Let's add the next layer! Carnival! ok, wait lets not and say we didn't. Between all of this calendrical fun and my continued reading of Macrobius, I'm getting a thick headache. I have, however, been given a ritual for the new year. I've been contemplating which date to do it: Should it be on the first? On the 9th, which is the festival of Janus and the Full Moon? Both? ;)
The ritual involves the icon of Janus as the joining of Diana and Apollo. An ancient scholar, Nigidius, was a senator who was also "a Pythagorean and a Mage," is quoted by Macrobius as assuring us that Diana = Jana and Janus = Apollo, or Dianus with Apollo being an imported name and Dianus being a local name. This was the topic of one of my early posts, I just didn't have Macrobius and Nigidius on hand to back me up ;)

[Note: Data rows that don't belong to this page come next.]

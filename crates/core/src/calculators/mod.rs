//! Clinical calculator registry.
//!
//! Calculators are registered explicitly under a stable id and looked up by
//! that id; there is no dynamic method discovery.

mod bmi;
mod inputs;
mod wells;

use std::collections::BTreeMap;
use std::fmt;
use std::sync::Arc;

use thiserror::Error;

pub use bmi::BmiCalculator;
pub use inputs::{CalculatorInputs, InputValue};
pub use wells::WellsPeCalculator;

//
// ─── ERRORS ────────────────────────────────────────────────────────────────────
//

#[derive(Debug, Error, Clone, PartialEq)]
#[non_exhaustive]
pub enum CalculatorError {
    #[error("unknown calculator: {0}")]
    Unknown(String),

    #[error("calculator already registered: {0}")]
    Duplicate(String),

    #[error("missing input: {0}")]
    MissingInput(String),

    #[error("invalid input {key}: {reason}")]
    InvalidInput { key: String, reason: String },
}

//
// ─── TYPES ─────────────────────────────────────────────────────────────────────
//

#[derive(Debug, Clone, Copy, PartialEq, Eq, Hash, PartialOrd, Ord)]
#[non_exhaustive]
pub enum CalculatorCategory {
    BodyMetrics,
    Cardiology,
    Respiratory,
    Renal,
    Neurology,
    CriticalCare,
    Other,
}

impl fmt::Display for CalculatorCategory {
    fn fmt(&self, f: &mut fmt::Formatter<'_>) -> fmt::Result {
        let label = match self {
            CalculatorCategory::BodyMetrics => "Body Metrics",
            CalculatorCategory::Cardiology => "Cardiology",
            CalculatorCategory::Respiratory => "Respiratory",
            CalculatorCategory::Renal => "Renal",
            CalculatorCategory::Neurology => "Neurology",
            CalculatorCategory::CriticalCare => "Critical Care",
            CalculatorCategory::Other => "Other",
        };
        f.write_str(label)
    }
}

/// Result of running a calculator.
#[derive(Debug, Clone, PartialEq)]
pub struct CalculatorOutput {
    pub score: f64,
    pub label: String,
    pub interpretation: String,
    pub details: Vec<String>,
}

/// A named, self-describing clinical calculation.
pub trait Calculator: Send + Sync {
    fn id(&self) -> &str;

    fn name(&self) -> &str;

    fn category(&self) -> CalculatorCategory;

    fn keywords(&self) -> &[&str] {
        &[]
    }

    /// # Errors
    ///
    /// Returns `CalculatorError` when required inputs are missing or invalid.
    fn calculate(&self, inputs: &CalculatorInputs) -> Result<CalculatorOutput, CalculatorError>;
}

type CalculateFn =
    dyn Fn(&CalculatorInputs) -> Result<CalculatorOutput, CalculatorError> + Send + Sync;

struct FnCalculator {
    id: String,
    name: String,
    category: CalculatorCategory,
    calculate: Box<CalculateFn>,
}

impl Calculator for FnCalculator {
    fn id(&self) -> &str {
        &self.id
    }

    fn name(&self) -> &str {
        &self.name
    }

    fn category(&self) -> CalculatorCategory {
        self.category
    }

    fn calculate(&self, inputs: &CalculatorInputs) -> Result<CalculatorOutput, CalculatorError> {
        (self.calculate)(inputs)
    }
}

//
// ─── REGISTRY ──────────────────────────────────────────────────────────────────
//

/// Id-keyed set of calculators.
#[derive(Clone, Default)]
pub struct CalculatorRegistry {
    calculators: BTreeMap<String, Arc<dyn Calculator>>,
}

impl CalculatorRegistry {
    #[must_use]
    pub fn new() -> Self {
        Self::default()
    }

    /// Registry pre-populated with the bundled calculators.
    #[must_use]
    pub fn with_builtins() -> Self {
        let mut registry = Self::new();
        let builtins: [Arc<dyn Calculator>; 2] =
            [Arc::new(BmiCalculator), Arc::new(WellsPeCalculator)];
        for calc in builtins {
            registry
                .calculators
                .insert(calc.id().to_string(), calc);
        }
        registry
    }

    /// Adds a calculator under its own id.
    ///
    /// # Errors
    ///
    /// Returns `CalculatorError::Duplicate` if the id is taken.
    pub fn register(&mut self, calculator: Arc<dyn Calculator>) -> Result<(), CalculatorError> {
        let id = calculator.id().to_string();
        if self.calculators.contains_key(&id) {
            return Err(CalculatorError::Duplicate(id));
        }
        log::debug!("registered calculator {id}");
        self.calculators.insert(id, calculator);
        Ok(())
    }

    /// Adds a calculator backed by a plain function.
    ///
    /// # Errors
    ///
    /// Returns `CalculatorError::Duplicate` if the id is taken.
    pub fn register_fn<F>(
        &mut self,
        id: impl Into<String>,
        name: impl Into<String>,
        category: CalculatorCategory,
        calculate: F,
    ) -> Result<(), CalculatorError>
    where
        F: Fn(&CalculatorInputs) -> Result<CalculatorOutput, CalculatorError>
            + Send
            + Sync
            + 'static,
    {
        self.register(Arc::new(FnCalculator {
            id: id.into(),
            name: name.into(),
            category,
            calculate: Box::new(calculate),
        }))
    }

    #[must_use]
    pub fn get(&self, id: &str) -> Option<Arc<dyn Calculator>> {
        self.calculators.get(id).cloned()
    }

    #[must_use]
    pub fn contains(&self, id: &str) -> bool {
        self.calculators.contains_key(id)
    }

    /// Runs the calculator registered under `id`.
    ///
    /// # Errors
    ///
    /// Returns `CalculatorError::Unknown` for an unregistered id, or the
    /// calculator's own input errors.
    pub fn calculate(
        &self,
        id: &str,
        inputs: &CalculatorInputs,
    ) -> Result<CalculatorOutput, CalculatorError> {
        let calculator = self
            .calculators
            .get(id)
            .ok_or_else(|| CalculatorError::Unknown(id.to_string()))?;
        calculator.calculate(inputs)
    }

    /// All calculators, ordered by id.
    #[must_use]
    pub fn list(&self) -> Vec<Arc<dyn Calculator>> {
        self.calculators.values().cloned().collect()
    }

    /// Case-insensitive match on id, name or keywords.
    #[must_use]
    pub fn search(&self, query: &str) -> Vec<Arc<dyn Calculator>> {
        let query = query.trim().to_lowercase();
        if query.is_empty() {
            return self.list();
        }
        self.calculators
            .values()
            .filter(|calc| {
                calc.id().to_lowercase().contains(&query)
                    || calc.name().to_lowercase().contains(&query)
                    || calc.keywords().iter().any(|k| k.contains(query.as_str()))
            })
            .cloned()
            .collect()
    }
}

impl fmt::Debug for CalculatorRegistry {
    fn fmt(&self, f: &mut fmt::Formatter<'_>) -> fmt::Result {
        f.debug_struct("CalculatorRegistry")
            .field("ids", &self.calculators.keys().collect::<Vec<_>>())
            .finish()
    }
}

To review: Janus and Jana were most often spelled as Iana and Ianus. The names Jupiter and Juno were the same as well: Iuno and Iupiter. (Was it just easier to chisel an I than a J or was the J not in the Italic alphabet?)
The word "of" is rendered many different ways in Italian, including d'
Why is that interesting? Because now we have D'Iana and D'Ianus, or, Diana and Dianus.
This means that the symbolism of Janus is the creation of the universe. Diana divided Herself and created her brother. The Deus Biceps represents that moment of creation. That is why Janus is honored at all beginnings. Last night I said that Janus is potential energy itself. I will refine that: The symbolism represents Beginnings, both primal and mundane- the move from chaos to order, the original begetting of creation. For the kabalists out there, I'd say it represents the moment when Keter splits into Binah and Chokmah. Keter also has the title: The Primordial point. So am I rockin with the spheres now? Must ask the Evil Twin- it might be time to finish our Muppet Tree of Life! Ha!
Sincere apologies for switching tracks tonight. Looks like last night's post on Janus wasn't complete. I'm still not done with Macrobius, you'll be seeing more from there. Let's close with some famous words from Twelfth Night:
But be not afraid of greatness: some are born great, some achieve greatness, and some have greatness thrust upon them.Let's make it a Great year!